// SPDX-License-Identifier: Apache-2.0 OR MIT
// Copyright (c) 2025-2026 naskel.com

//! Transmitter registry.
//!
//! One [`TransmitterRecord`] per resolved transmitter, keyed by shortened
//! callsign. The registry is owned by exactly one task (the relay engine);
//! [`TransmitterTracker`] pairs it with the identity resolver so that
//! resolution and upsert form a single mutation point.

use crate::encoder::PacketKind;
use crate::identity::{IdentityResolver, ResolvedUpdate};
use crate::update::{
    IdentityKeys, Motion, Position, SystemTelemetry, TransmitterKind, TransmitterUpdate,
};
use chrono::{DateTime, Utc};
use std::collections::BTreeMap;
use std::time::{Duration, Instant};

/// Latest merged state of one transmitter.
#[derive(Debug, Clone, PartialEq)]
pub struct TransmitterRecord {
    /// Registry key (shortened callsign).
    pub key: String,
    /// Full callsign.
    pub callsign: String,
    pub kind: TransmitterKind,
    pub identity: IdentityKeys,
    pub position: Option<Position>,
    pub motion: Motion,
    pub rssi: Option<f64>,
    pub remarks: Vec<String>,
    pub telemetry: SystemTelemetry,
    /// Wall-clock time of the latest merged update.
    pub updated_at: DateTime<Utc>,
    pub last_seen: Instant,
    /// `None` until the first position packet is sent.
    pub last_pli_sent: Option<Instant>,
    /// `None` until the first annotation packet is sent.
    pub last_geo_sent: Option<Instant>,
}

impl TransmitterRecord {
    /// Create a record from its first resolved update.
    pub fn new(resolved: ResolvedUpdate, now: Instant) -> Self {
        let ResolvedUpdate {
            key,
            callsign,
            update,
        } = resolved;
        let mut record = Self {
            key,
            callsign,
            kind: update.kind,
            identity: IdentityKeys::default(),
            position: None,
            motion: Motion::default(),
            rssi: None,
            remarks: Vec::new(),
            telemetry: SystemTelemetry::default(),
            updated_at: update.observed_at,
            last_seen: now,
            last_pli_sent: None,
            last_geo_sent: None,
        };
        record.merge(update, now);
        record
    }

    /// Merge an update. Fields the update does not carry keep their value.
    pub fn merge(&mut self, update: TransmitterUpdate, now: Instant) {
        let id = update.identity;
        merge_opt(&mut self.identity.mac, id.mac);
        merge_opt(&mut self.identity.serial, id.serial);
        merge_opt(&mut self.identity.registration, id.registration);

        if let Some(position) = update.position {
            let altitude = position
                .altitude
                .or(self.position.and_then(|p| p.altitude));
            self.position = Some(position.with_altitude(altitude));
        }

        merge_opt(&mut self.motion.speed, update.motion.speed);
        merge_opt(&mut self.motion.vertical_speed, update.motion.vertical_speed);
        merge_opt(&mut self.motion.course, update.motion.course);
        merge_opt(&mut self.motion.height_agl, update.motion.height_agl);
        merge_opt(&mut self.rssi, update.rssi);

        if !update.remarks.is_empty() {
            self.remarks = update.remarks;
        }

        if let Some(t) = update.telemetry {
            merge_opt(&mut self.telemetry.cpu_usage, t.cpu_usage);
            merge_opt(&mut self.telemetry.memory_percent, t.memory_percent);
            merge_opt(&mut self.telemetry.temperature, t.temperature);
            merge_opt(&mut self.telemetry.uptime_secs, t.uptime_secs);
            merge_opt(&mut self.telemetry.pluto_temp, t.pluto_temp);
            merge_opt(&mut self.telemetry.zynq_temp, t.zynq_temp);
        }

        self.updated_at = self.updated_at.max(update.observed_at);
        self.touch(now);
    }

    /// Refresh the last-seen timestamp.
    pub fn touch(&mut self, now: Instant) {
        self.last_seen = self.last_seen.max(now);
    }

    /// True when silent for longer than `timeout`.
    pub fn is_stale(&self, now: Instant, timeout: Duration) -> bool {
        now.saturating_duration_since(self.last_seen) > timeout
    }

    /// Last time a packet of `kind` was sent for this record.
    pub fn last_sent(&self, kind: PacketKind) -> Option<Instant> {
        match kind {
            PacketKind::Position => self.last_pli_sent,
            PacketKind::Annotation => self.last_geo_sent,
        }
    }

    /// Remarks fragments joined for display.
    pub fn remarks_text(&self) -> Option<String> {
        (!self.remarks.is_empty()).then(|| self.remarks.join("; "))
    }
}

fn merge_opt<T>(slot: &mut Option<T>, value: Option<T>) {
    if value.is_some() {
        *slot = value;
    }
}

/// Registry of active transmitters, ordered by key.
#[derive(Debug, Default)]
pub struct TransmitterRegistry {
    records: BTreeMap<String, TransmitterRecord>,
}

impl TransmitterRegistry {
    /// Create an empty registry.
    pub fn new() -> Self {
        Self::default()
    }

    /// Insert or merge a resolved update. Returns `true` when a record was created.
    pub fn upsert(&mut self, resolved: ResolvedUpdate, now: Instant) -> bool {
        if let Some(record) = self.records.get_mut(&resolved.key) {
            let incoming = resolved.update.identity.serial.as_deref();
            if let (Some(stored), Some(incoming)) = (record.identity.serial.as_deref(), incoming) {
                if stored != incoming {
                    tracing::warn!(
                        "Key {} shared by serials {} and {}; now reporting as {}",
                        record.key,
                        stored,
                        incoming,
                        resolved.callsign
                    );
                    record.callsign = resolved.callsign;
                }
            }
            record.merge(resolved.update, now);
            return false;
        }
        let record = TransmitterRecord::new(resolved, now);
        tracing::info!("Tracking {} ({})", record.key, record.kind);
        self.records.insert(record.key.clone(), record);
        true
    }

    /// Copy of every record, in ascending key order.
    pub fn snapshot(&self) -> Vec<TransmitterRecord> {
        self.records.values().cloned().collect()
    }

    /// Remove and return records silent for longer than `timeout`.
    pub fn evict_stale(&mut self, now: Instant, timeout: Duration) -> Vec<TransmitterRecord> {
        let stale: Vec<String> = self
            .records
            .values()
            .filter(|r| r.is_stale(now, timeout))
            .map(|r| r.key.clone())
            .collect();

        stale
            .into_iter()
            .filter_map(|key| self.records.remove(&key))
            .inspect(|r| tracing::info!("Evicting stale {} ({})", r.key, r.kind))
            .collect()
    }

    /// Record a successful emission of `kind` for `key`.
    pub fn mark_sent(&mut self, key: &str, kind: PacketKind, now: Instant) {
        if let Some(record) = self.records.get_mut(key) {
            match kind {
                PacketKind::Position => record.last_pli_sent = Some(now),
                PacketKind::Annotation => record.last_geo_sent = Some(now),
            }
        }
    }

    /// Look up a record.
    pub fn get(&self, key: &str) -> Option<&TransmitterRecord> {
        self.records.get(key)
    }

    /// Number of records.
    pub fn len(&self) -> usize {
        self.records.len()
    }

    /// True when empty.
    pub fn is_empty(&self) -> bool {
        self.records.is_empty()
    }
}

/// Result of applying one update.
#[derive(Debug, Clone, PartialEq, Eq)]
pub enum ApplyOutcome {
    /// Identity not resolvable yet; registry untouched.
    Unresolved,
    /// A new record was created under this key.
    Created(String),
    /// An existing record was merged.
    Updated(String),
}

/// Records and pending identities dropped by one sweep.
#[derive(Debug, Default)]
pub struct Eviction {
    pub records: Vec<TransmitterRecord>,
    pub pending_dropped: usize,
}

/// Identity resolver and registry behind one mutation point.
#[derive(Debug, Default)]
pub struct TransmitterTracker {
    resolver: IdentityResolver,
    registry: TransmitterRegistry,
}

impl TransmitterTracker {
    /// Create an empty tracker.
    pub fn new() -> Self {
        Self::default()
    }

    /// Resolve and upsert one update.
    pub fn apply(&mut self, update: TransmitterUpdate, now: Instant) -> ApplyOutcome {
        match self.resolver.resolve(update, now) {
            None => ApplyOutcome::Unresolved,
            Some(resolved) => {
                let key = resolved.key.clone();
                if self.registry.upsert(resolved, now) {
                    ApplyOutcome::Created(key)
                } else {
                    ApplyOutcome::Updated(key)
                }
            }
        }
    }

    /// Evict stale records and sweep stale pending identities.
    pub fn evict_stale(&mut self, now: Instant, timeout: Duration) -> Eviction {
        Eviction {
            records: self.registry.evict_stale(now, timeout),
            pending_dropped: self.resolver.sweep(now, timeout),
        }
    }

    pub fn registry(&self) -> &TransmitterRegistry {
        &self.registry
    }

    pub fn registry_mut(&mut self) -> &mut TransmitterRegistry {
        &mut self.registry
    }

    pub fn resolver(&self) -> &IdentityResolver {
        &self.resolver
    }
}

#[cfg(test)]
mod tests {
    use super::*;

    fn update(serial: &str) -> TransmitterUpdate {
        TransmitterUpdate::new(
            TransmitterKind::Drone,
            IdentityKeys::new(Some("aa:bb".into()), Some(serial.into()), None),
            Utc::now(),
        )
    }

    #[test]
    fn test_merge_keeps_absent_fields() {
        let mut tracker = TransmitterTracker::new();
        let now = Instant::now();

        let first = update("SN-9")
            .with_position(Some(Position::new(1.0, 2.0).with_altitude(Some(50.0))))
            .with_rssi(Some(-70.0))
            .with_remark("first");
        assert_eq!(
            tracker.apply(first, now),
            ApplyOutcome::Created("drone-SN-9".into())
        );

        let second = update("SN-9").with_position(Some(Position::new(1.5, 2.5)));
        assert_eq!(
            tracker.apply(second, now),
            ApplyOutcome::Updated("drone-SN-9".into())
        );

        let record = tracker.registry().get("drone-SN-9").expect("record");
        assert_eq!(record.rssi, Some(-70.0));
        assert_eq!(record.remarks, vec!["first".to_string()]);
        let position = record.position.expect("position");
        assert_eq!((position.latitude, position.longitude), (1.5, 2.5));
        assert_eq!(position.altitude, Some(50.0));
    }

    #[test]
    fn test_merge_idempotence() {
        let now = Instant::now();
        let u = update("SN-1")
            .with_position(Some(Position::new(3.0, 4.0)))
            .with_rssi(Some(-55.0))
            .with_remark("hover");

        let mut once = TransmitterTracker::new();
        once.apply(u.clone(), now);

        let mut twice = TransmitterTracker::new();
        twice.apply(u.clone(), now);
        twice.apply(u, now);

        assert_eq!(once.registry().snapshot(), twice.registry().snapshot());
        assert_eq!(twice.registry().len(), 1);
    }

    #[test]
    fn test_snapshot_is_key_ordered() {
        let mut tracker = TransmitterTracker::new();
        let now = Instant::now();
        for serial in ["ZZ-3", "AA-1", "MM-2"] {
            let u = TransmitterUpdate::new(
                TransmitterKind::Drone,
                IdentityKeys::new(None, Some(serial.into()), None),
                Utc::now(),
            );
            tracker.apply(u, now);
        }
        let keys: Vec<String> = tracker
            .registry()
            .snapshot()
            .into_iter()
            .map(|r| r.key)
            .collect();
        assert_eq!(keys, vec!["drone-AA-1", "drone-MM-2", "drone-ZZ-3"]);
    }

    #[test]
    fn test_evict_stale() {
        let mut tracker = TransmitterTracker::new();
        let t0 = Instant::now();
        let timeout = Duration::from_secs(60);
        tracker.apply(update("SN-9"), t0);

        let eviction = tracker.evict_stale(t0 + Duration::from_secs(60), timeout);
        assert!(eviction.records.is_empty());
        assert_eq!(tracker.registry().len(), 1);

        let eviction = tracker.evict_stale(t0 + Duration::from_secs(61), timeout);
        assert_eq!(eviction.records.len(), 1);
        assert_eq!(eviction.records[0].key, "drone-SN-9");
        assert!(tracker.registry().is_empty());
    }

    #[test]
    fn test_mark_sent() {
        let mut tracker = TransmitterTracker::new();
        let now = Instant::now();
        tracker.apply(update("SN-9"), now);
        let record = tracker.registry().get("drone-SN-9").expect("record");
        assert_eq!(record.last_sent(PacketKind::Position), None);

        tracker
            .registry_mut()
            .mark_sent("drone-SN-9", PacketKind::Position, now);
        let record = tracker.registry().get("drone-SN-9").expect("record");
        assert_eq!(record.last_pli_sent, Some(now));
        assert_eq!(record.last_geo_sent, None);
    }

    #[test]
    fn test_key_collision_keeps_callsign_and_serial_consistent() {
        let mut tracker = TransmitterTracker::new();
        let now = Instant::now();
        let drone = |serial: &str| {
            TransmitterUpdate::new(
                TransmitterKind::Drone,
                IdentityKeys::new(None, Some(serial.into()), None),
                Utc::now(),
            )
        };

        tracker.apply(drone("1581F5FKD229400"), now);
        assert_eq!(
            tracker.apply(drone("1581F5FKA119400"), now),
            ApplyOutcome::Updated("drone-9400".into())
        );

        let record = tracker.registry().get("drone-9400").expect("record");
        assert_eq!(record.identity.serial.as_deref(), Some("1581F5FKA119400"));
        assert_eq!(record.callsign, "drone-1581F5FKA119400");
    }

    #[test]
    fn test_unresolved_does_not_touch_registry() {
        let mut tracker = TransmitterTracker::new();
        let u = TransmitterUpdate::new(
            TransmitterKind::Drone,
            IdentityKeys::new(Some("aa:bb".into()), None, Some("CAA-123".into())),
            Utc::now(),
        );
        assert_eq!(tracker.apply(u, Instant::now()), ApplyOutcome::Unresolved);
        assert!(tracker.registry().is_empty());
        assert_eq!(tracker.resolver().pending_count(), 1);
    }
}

————————

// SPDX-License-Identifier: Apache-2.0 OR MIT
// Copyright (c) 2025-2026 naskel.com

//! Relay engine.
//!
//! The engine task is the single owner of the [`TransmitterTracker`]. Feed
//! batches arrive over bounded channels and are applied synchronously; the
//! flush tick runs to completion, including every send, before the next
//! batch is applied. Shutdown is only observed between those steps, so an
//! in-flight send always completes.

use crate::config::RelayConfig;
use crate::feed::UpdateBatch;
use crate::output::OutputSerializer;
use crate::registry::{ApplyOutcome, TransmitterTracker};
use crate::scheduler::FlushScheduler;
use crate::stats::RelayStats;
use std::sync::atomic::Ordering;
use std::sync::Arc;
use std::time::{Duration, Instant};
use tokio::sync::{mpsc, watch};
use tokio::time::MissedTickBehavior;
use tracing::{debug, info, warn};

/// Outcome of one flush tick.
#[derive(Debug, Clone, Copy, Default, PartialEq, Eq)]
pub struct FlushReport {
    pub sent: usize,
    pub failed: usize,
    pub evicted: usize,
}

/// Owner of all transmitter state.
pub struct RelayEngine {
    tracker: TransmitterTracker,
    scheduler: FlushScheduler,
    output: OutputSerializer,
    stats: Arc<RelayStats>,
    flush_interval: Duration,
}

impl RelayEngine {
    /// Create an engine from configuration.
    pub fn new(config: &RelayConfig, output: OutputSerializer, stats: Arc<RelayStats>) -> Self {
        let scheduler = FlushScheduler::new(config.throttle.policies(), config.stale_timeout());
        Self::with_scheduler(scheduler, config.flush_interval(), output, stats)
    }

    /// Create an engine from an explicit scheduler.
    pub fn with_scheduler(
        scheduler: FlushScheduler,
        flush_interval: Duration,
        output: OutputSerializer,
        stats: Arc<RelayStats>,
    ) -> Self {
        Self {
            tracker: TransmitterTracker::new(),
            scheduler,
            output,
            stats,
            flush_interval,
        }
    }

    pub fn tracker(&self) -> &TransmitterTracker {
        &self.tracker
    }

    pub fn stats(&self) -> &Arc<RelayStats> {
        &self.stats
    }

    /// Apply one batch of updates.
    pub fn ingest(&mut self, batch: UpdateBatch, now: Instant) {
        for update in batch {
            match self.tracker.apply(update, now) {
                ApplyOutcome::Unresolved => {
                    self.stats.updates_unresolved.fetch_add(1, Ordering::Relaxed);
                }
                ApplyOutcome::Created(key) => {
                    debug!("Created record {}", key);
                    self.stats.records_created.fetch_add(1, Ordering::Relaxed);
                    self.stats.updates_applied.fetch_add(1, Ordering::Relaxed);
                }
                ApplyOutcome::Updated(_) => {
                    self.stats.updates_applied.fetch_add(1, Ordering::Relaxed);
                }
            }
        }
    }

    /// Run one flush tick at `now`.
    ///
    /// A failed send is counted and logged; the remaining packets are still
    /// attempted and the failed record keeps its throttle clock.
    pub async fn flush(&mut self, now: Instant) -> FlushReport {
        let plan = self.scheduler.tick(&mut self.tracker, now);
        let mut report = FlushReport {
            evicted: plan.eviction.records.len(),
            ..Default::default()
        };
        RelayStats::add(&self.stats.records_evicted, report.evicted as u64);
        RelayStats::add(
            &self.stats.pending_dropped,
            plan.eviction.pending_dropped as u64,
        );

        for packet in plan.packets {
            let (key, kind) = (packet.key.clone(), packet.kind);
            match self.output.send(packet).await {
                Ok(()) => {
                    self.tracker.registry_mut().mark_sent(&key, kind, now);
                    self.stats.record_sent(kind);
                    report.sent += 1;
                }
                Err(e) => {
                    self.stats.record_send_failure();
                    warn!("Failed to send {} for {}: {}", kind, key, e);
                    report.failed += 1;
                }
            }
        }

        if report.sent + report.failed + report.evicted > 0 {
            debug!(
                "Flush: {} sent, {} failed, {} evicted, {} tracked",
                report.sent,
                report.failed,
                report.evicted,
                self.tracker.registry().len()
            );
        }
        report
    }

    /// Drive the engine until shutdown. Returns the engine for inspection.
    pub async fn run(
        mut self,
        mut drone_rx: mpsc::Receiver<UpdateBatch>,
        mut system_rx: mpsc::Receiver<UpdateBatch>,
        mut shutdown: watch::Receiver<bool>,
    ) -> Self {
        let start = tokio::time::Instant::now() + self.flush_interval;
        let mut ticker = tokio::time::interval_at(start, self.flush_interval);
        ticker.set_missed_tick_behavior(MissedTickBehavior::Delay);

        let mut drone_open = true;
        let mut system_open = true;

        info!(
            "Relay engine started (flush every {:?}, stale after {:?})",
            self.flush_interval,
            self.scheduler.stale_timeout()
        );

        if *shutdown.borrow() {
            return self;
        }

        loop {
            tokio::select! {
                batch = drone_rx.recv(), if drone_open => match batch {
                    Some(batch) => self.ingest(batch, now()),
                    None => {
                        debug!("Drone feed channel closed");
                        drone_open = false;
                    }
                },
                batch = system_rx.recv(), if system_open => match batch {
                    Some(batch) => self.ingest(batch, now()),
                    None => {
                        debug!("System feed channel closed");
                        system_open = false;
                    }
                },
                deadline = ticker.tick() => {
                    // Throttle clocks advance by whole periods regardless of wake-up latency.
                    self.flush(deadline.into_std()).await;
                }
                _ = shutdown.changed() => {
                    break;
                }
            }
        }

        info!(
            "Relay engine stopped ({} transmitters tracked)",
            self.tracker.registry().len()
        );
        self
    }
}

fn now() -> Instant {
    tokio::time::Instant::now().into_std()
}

————————

- **Exercise description**:
Above are the entries. Output exactly the lines beginning with the line that has "the last-seen timestamp." and ending with the line that has "pub fn is_stale(&self, now: Instant, timeout: Duration)".

- **Output of the task**:
    /// Refresh the last-seen timestamp.
    pub fn touch(&mut self, now: Instant) {
        self.last_seen = self.last_seen.max(now);
    }

    /// True when silent for longer than `timeout`.
    pub fn is_stale(&self, now: Instant, timeout: Duration) -> bool {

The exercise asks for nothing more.